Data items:
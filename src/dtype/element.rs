//! Element trait for mapping Rust types to DType

use super::DType;
use bytemuck::{Pod, Zeroable};
use std::ops::{Add, Div, Mul, Sub};

/// Trait for types that can be elements of a matrix
///
/// This trait connects Rust's type system to csrmm's runtime dtype system.
///
/// # Bounds
/// - `Copy + Clone + Send + Sync + 'static` - Basic trait requirements
/// - `Pod + Zeroable` - Safe memory transmutation (bytemuck)
/// - `Add + Sub + Mul + Div` - Arithmetic operations (Output = Self)
/// - `PartialOrd` - Comparison; complex types compare by magnitude
pub trait Element:
    Copy
    + Clone
    + Send
    + Sync
    + Pod
    + Zeroable
    + 'static
    + Add<Output = Self>
    + Sub<Output = Self>
    + Mul<Output = Self>
    + Div<Output = Self>
    + PartialOrd
{
    /// The corresponding DType for this Rust type
    const DTYPE: DType;

    /// Convert to f64 for generic numeric operations
    ///
    /// For complex types this returns the magnitude (|z|), not the real
    /// part, consistent with `PartialOrd` comparing by magnitude.
    fn to_f64(self) -> f64;

    /// Convert from f64 to this type
    ///
    /// For complex types this creates a real number (imaginary part = 0).
    fn from_f64(v: f64) -> Self;

    /// Zero value
    fn zero() -> Self;

    /// One value
    fn one() -> Self;
}

impl Element for f64 {
    const DTYPE: DType = DType::F64;

    #[inline]
    fn to_f64(self) -> f64 {
        self
    }

    #[inline]
    fn from_f64(v: f64) -> Self {
        v
    }

    #[inline]
    fn zero() -> Self {
        0.0
    }

    #[inline]
    fn one() -> Self {
        1.0
    }
}

impl Element for f32 {
    const DTYPE: DType = DType::F32;

    #[inline]
    fn to_f64(self) -> f64 {
        self as f64
    }

    #[inline]
    fn from_f64(v: f64) -> Self {
        v as f32
    }

    #[inline]
    fn zero() -> Self {
        0.0
    }

    #[inline]
    fn one() -> Self {
        1.0
    }
}

impl Element for i64 {
    const DTYPE: DType = DType::I64;

    #[inline]
    fn to_f64(self) -> f64 {
        self as f64
    }

    #[inline]
    fn from_f64(v: f64) -> Self {
        v as i64
    }

    #[inline]
    fn zero() -> Self {
        0
    }

    #[inline]
    fn one() -> Self {
        1
    }
}

impl Element for i32 {
    const DTYPE: DType = DType::I32;

    #[inline]
    fn to_f64(self) -> f64 {
        self as f64
    }

    #[inline]
    fn from_f64(v: f64) -> Self {
        v as i32
    }

    #[inline]
    fn zero() -> Self {
        0
    }

    #[inline]
    fn one() -> Self {
        1
    }
}

// ============================================================================
// Half-precision floating point types (requires "f16" feature)
// ============================================================================

#[cfg(feature = "f16")]
impl Element for half::f16 {
    const DTYPE: DType = DType::F16;

    #[inline]
    fn to_f64(self) -> f64 {
        self.to_f64()
    }

    #[inline]
    fn from_f64(v: f64) -> Self {
        half::f16::from_f64(v)
    }

    #[inline]
    fn zero() -> Self {
        half::f16::ZERO
    }

    #[inline]
    fn one() -> Self {
        half::f16::ONE
    }
}

#[cfg(feature = "f16")]
impl Element for half::bf16 {
    const DTYPE: DType = DType::BF16;

    #[inline]
    fn to_f64(self) -> f64 {
        self.to_f64()
    }

    #[inline]
    fn from_f64(v: f64) -> Self {
        half::bf16::from_f64(v)
    }

    #[inline]
    fn zero() -> Self {
        half::bf16::ZERO
    }

    #[inline]
    fn one() -> Self {
        half::bf16::ONE
    }
}

// ============================================================================
// Complex types
//
// Complex number conversion semantics:
// - to_f64(): returns magnitude (|z| = sqrt(re² + im²))
// - from_f64(): creates a real number (im = 0)
// ============================================================================

impl Element for super::complex::Complex64 {
    const DTYPE: DType = DType::Complex64;

    #[inline]
    fn to_f64(self) -> f64 {
        self.magnitude() as f64
    }

    #[inline]
    fn from_f64(v: f64) -> Self {
        Self::new(v as f32, 0.0)
    }

    #[inline]
    fn zero() -> Self {
        Self::ZERO
    }

    #[inline]
    fn one() -> Self {
        Self::ONE
    }
}

impl Element for super::complex::Complex128 {
    const DTYPE: DType = DType::Complex128;

    #[inline]
    fn to_f64(self) -> f64 {
        self.magnitude()
    }

    #[inline]
    fn from_f64(v: f64) -> Self {
        Self::new(v, 0.0)
    }

    #[inline]
    fn zero() -> Self {
        Self::ZERO
    }

    #[inline]
    fn one() -> Self {
        Self::ONE
    }
}

#[cfg(test)]
mod tests {
    use super::*;

    #[test]
    fn test_element_dtype() {
        assert_eq!(f64::DTYPE, DType::F64);
        assert_eq!(f32::DTYPE, DType::F32);
        assert_eq!(i32::DTYPE, DType::I32);
        assert_eq!(super::super::Complex64::DTYPE, DType::Complex64);
    }

    #[test]
    fn test_element_conversions() {
        assert_eq!(f32::from_f64(2.5).to_f64(), 2.5f32 as f64);
        assert_eq!(i32::from_f64(42.0), 42);
        let z = super::super::Complex128::from_f64(3.0);
        assert_eq!(z.re, 3.0);
        assert_eq!(z.im, 0.0);
    }
}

Task objective :: When you retype the entries above, keep every line identical to the source.

Output of the exercise ::
filename src/dtype/element.rs
//! Element trait for mapping Rust types to DType

use super::DType;
use bytemuck::{Pod, Zeroable};
use std::ops::{Add, Div, Mul, Sub};

/// Trait for types that can be elements of a matrix
///
/// This trait connects Rust's type system to csrmm's runtime dtype system.
///
/// # Bounds
/// - `Copy + Clone + Send + Sync + 'static` - Basic trait requirements
/// - `Pod + Zeroable` - Safe memory transmutation (bytemuck)
/// - `Add + Sub + Mul + Div` - Arithmetic operations (Output = Self)
/// - `PartialOrd` - Comparison; complex types compare by magnitude
pub trait Element:
    Copy
    + Clone
    + Send
    + Sync
    + Pod
    + Zeroable
    + 'static
    + Add<Output = Self>
    + Sub<Output = Self>
    + Mul<Output = Self>
    + Div<Output = Self>
    + PartialOrd
{
    /// The corresponding DType for this Rust type
    const DTYPE: DType;

    /// Convert to f64 for generic numeric operations
    ///
    /// For complex types this returns the magnitude (|z|), not the real
    /// part, consistent with `PartialOrd` comparing by magnitude.
    fn to_f64(self) -> f64;

    /// Convert from f64 to this type
    ///
    /// For complex types this creates a real number (imaginary part = 0).
    fn from_f64(v: f64) -> Self;

    /// Zero value
    fn zero() -> Self;

    /// One value
    fn one() -> Self;
}

impl Element for f64 {
    const DTYPE: DType = DType::F64;

    #[inline]
    fn to_f64(self) -> f64 {
        self
    }

    #[inline]
    fn from_f64(v: f64) -> Self {
        v
    }

    #[inline]
    fn zero() -> Self {
        0.0
    }

    #[inline]
    fn one() -> Self {
        1.0
    }
}

impl Element for f32 {
    const DTYPE: DType = DType::F32;

    #[inline]
    fn to_f64(self) -> f64 {
        self as f64
    }

    #[inline]
    fn from_f64(v: f64) -> Self {
        v as f32
    }

    #[inline]
    fn zero() -> Self {
        0.0
    }

    #[inline]
    fn one() -> Self {
        1.0
    }
}

impl Element for i64 {
    const DTYPE: DType = DType::I64;

    #[inline]
    fn to_f64(self) -> f64 {
        self as f64
    }

    #[inline]
    fn from_f64(v: f64) -> Self {
        v as i64
    }

    #[inline]
    fn zero() -> Self {
        0
    }

    #[inline]
    fn one() -> Self {
        1
    }
}

impl Element for i32 {
    const DTYPE: DType = DType::I32;

    #[inline]
    fn to_f64(self) -> f64 {
        self as f64
    }

    #[inline]
    fn from_f64(v: f64) -> Self {
        v as i32
    }

    #[inline]
    fn zero() -> Self {
        0
    }

    #[inline]
    fn one() -> Self {
        1
    }
}

// ============================================================================
// Half-precision floating point types (requires "f16" feature)
// ============================================================================

#[cfg(feature = "f16")]
impl Element for half::f16 {
    const DTYPE: DType = DType::F16;

    #[inline]
    fn to_f64(self) -> f64 {
        self.to_f64()
    }

    #[inline]
    fn from_f64(v: f64) -> Self {
        half::f16::from_f64(v)
    }

    #[inline]
    fn zero() -> Self {
        half::f16::ZERO
    }

    #[inline]
    fn one() -> Self {
        half::f16::ONE
    }
}

#[cfg(feature = "f16")]
impl Element for half::bf16 {
    const DTYPE: DType = DType::BF16;

    #[inline]
    fn to_f64(self) -> f64 {
        self.to_f64()
    }

    #[inline]
    fn from_f64(v: f64) -> Self {
        half::bf16::from_f64(v)
    }

    #[inline]
    fn zero() -> Self {
        half::bf16::ZERO
    }

    #[inline]
    fn one() -> Self {
        half::bf16::ONE
    }
}

// ============================================================================
// Complex types
//
// Complex number conversion semantics:
// - to_f64(): returns magnitude (|z| = sqrt(re² + im²))
// - from_f64(): creates a real number (im = 0)
// ============================================================================

impl Element for super::complex::Complex64 {
    const DTYPE: DType = DType::Complex64;

    #[inline]
    fn to_f64(self) -> f64 {
        self.magnitude() as f64
    }

    #[inline]
    fn from_f64(v: f64) -> Self {
        Self::new(v as f32, 0.0)
    }

    #[inline]
    fn zero() -> Self {
        Self::ZERO
    }

    #[inline]
    fn one() -> Self {
        Self::ONE
    }
}

impl Element for super::complex::Complex128 {
    const DTYPE: DType = DType::Complex128;

    #[inline]
    fn to_f64(self) -> f64 {
        self.magnitude()
    }

    #[inline]
    fn from_f64(v: f64) -> Self {
        Self::new(v, 0.0)
    }

    #[inline]
    fn zero() -> Self {
        Self::ZERO
    }

    #[inline]
    fn one() -> Self {
        Self::ONE
    }
}

#[cfg(test)]
mod tests {
    use super::*;

    #[test]
    fn test_element_dtype() {
        assert_eq!(f64::DTYPE, DType::F64);
        assert_eq!(f32::DTYPE, DType::F32);
        assert_eq!(i32::DTYPE, DType::I32);
        assert_eq!(super::super::Complex64::DTYPE, DType::Complex64);
    }

    #[test]
    fn test_element_conversions() {
        assert_eq!(f32::from_f64(2.5).to_f64(), 2.5f32 as f64);
        assert_eq!(i32::from_f64(42.0), 42);
        let z = super::super::Complex128::from_f64(3.0);
        assert_eq!(z.re, 3.0);
        assert_eq!(z.im, 0.0);
    }
}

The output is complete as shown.